> [Try it]:
Repeat each record below exactly as it is written.

====== Dataset records

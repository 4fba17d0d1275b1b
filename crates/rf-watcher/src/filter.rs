//! File filtering for the crawler.
//!
//! A [`FileFilter`] decides which directory entries and file events are
//! worth queueing. [`InputFileFilter`] implements the
//! `<customer>_<recordtype>_<date>.<ext>` naming convention.
//!
//! # Examples
//!
//! ```
//! use rf_watcher::{FileFilter, InputFileFilter};
//! use camino::Utf8Path;
//!
//! let filter = InputFileFilter::new("csv");
//!
//! assert!(filter.should_process(Utf8Path::new("in/acme_people_20240101.csv")));
//! assert!(filter.should_process(Utf8Path::new("in/acme_people_20240101.CSV")));
//!
//! assert!(!filter.should_process(Utf8Path::new("in/acme_people.csv")));
//! assert!(!filter.should_process(Utf8Path::new("in/acme_people_20240101.txt")));
//! ```

use camino::Utf8Path;
use rf_core::InputName;

/// A filter for determining which files the crawler queues.
///
/// Filters must be [`Send`] and [`Sync`] because they are shared with the
/// debounce task.
///
/// # Examples
///
/// ```
/// use rf_watcher::FileFilter;
/// use camino::Utf8Path;
///
/// struct NoArchive;
///
/// impl FileFilter for NoArchive {
///     fn should_process(&self, path: &Utf8Path) -> bool {
///         !path.as_str().contains("archive")
///     }
/// }
/// ```
pub trait FileFilter: Send + Sync + 'static {
    /// Returns `true` if the file at `path` should be queued.
    fn should_process(&self, path: &Utf8Path) -> bool;
}

/// Accepts file names following the input naming convention with the
/// configured extension.
#[derive(Debug, Clone, PartialEq, Eq)]
pub struct InputFileFilter {
    extension: String,
}

impl InputFileFilter {
    /// Creates a filter for the given extension (with or without the dot).
    #[must_use]
    pub fn new(extension: impl Into<String>) -> Self {
        let extension: String = extension.into();
        Self {
            extension: extension.trim_start_matches('.').to_owned(),
        }
    }

    /// The accepted extension, without the leading dot.
    #[inline]
    #[must_use]
    pub fn extension(&self) -> &str {
        &self.extension
    }
}

impl Default for InputFileFilter {
    fn default() -> Self {
        Self::new("csv")
    }
}

impl FileFilter for InputFileFilter {
    #[inline]
    fn should_process(&self, path: &Utf8Path) -> bool {
        InputName::matches(path, &self.extension)
    }
}

impl<F: FileFilter + ?Sized> FileFilter for Box<F> {
    fn should_process(&self, path: &Utf8Path) -> bool {
        (**self).should_process(path)
    }
}

impl<F: FileFilter + ?Sized> FileFilter for std::sync::Arc<F> {
    fn should_process(&self, path: &Utf8Path) -> bool {
        (**self).should_process(path)
    }
}

#[cfg(test)]
mod tests {
    use super::*;

    #[test]
    fn test_input_filter_convention() {
        let filter = InputFileFilter::default();
        assert!(filter.should_process(Utf8Path::new("/in/acme_people_20240101.csv")));
        assert!(!filter.should_process(Utf8Path::new("/in/acme_people_20240101_x.csv")));
        assert!(!filter.should_process(Utf8Path::new("/in/acme_people_20240101_groupA.csv")));
        assert!(!filter.should_process(Utf8Path::new("/in/notes.txt")));
    }

    #[test]
    fn test_input_filter_custom_extension() {
        let filter = InputFileFilter::new(".tsv");
        assert_eq!(filter.extension(), "tsv");
        assert!(filter.should_process(Utf8Path::new("a_b_c.tsv")));
        assert!(!filter.should_process(Utf8Path::new("a_b_c.csv")));
    }

    #[test]
    fn test_boxed_filter() {
        let filter: Box<dyn FileFilter> = Box::new(InputFileFilter::default());
        assert!(filter.should_process(Utf8Path::new("a_b_c.csv")));
        assert!(!filter.should_process(Utf8Path::new("abc.csv")));
    }
}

============

> [Result of this exercise]:
repository 4fba17d0d1275b1b
filename crates/rf-watcher/src/filter.rs
//! File filtering for the crawler.
//!
//! A [`FileFilter`] decides which directory entries and file events are
//! worth queueing. [`InputFileFilter`] implements the
//! `<customer>_<recordtype>_<date>.<ext>` naming convention.
//!
//! # Examples
//!
//! ```
//! use rf_watcher::{FileFilter, InputFileFilter};
//! use camino::Utf8Path;
//!
//! let filter = InputFileFilter::new("csv");
//!
//! assert!(filter.should_process(Utf8Path::new("in/acme_people_20240101.csv")));
//! assert!(filter.should_process(Utf8Path::new("in/acme_people_20240101.CSV")));
//!
//! assert!(!filter.should_process(Utf8Path::new("in/acme_people.csv")));
//! assert!(!filter.should_process(Utf8Path::new("in/acme_people_20240101.txt")));
//! ```

use camino::Utf8Path;
use rf_core::InputName;

/// A filter for determining which files the crawler queues.
///
/// Filters must be [`Send`] and [`Sync`] because they are shared with the
/// debounce task.
///
/// # Examples
///
/// ```
/// use rf_watcher::FileFilter;
/// use camino::Utf8Path;
///
/// struct NoArchive;
///
/// impl FileFilter for NoArchive {
///     fn should_process(&self, path: &Utf8Path) -> bool {
///         !path.as_str().contains("archive")
///     }
/// }
/// ```
pub trait FileFilter: Send + Sync + 'static {
    /// Returns `true` if the file at `path` should be queued.
    fn should_process(&self, path: &Utf8Path) -> bool;
}

/// Accepts file names following the input naming convention with the
/// configured extension.
#[derive(Debug, Clone, PartialEq, Eq)]
pub struct InputFileFilter {
    extension: String,
}

impl InputFileFilter {
    /// Creates a filter for the given extension (with or without the dot).
    #[must_use]
    pub fn new(extension: impl Into<String>) -> Self {
        let extension: String = extension.into();
        Self {
            extension: extension.trim_start_matches('.').to_owned(),
        }
    }

    /// The accepted extension, without the leading dot.
    #[inline]
    #[must_use]
    pub fn extension(&self) -> &str {
        &self.extension
    }
}

impl Default for InputFileFilter {
    fn default() -> Self {
        Self::new("csv")
    }
}

impl FileFilter for InputFileFilter {
    #[inline]
    fn should_process(&self, path: &Utf8Path) -> bool {
        InputName::matches(path, &self.extension)
    }
}

impl<F: FileFilter + ?Sized> FileFilter for Box<F> {
    fn should_process(&self, path: &Utf8Path) -> bool {
        (**self).should_process(path)
    }
}

impl<F: FileFilter + ?Sized> FileFilter for std::sync::Arc<F> {
    fn should_process(&self, path: &Utf8Path) -> bool {
        (**self).should_process(path)
    }
}

#[cfg(test)]
mod tests {
    use super::*;

    #[test]
    fn test_input_filter_convention() {
        let filter = InputFileFilter::default();
        assert!(filter.should_process(Utf8Path::new("/in/acme_people_20240101.csv")));
        assert!(!filter.should_process(Utf8Path::new("/in/acme_people_20240101_x.csv")));
        assert!(!filter.should_process(Utf8Path::new("/in/acme_people_20240101_groupA.csv")));
        assert!(!filter.should_process(Utf8Path::new("/in/notes.txt")));
    }

    #[test]
    fn test_input_filter_custom_extension() {
        let filter = InputFileFilter::new(".tsv");
        assert_eq!(filter.extension(), "tsv");
        assert!(filter.should_process(Utf8Path::new("a_b_c.tsv")));
        assert!(!filter.should_process(Utf8Path::new("a_b_c.csv")));
    }

    #[test]
    fn test_boxed_filter() {
        let filter: Box<dyn FileFilter> = Box::new(InputFileFilter::default());
        assert!(filter.should_process(Utf8Path::new("a_b_c.csv")));
        assert!(!filter.should_process(Utf8Path::new("abc.csv")));
    }
}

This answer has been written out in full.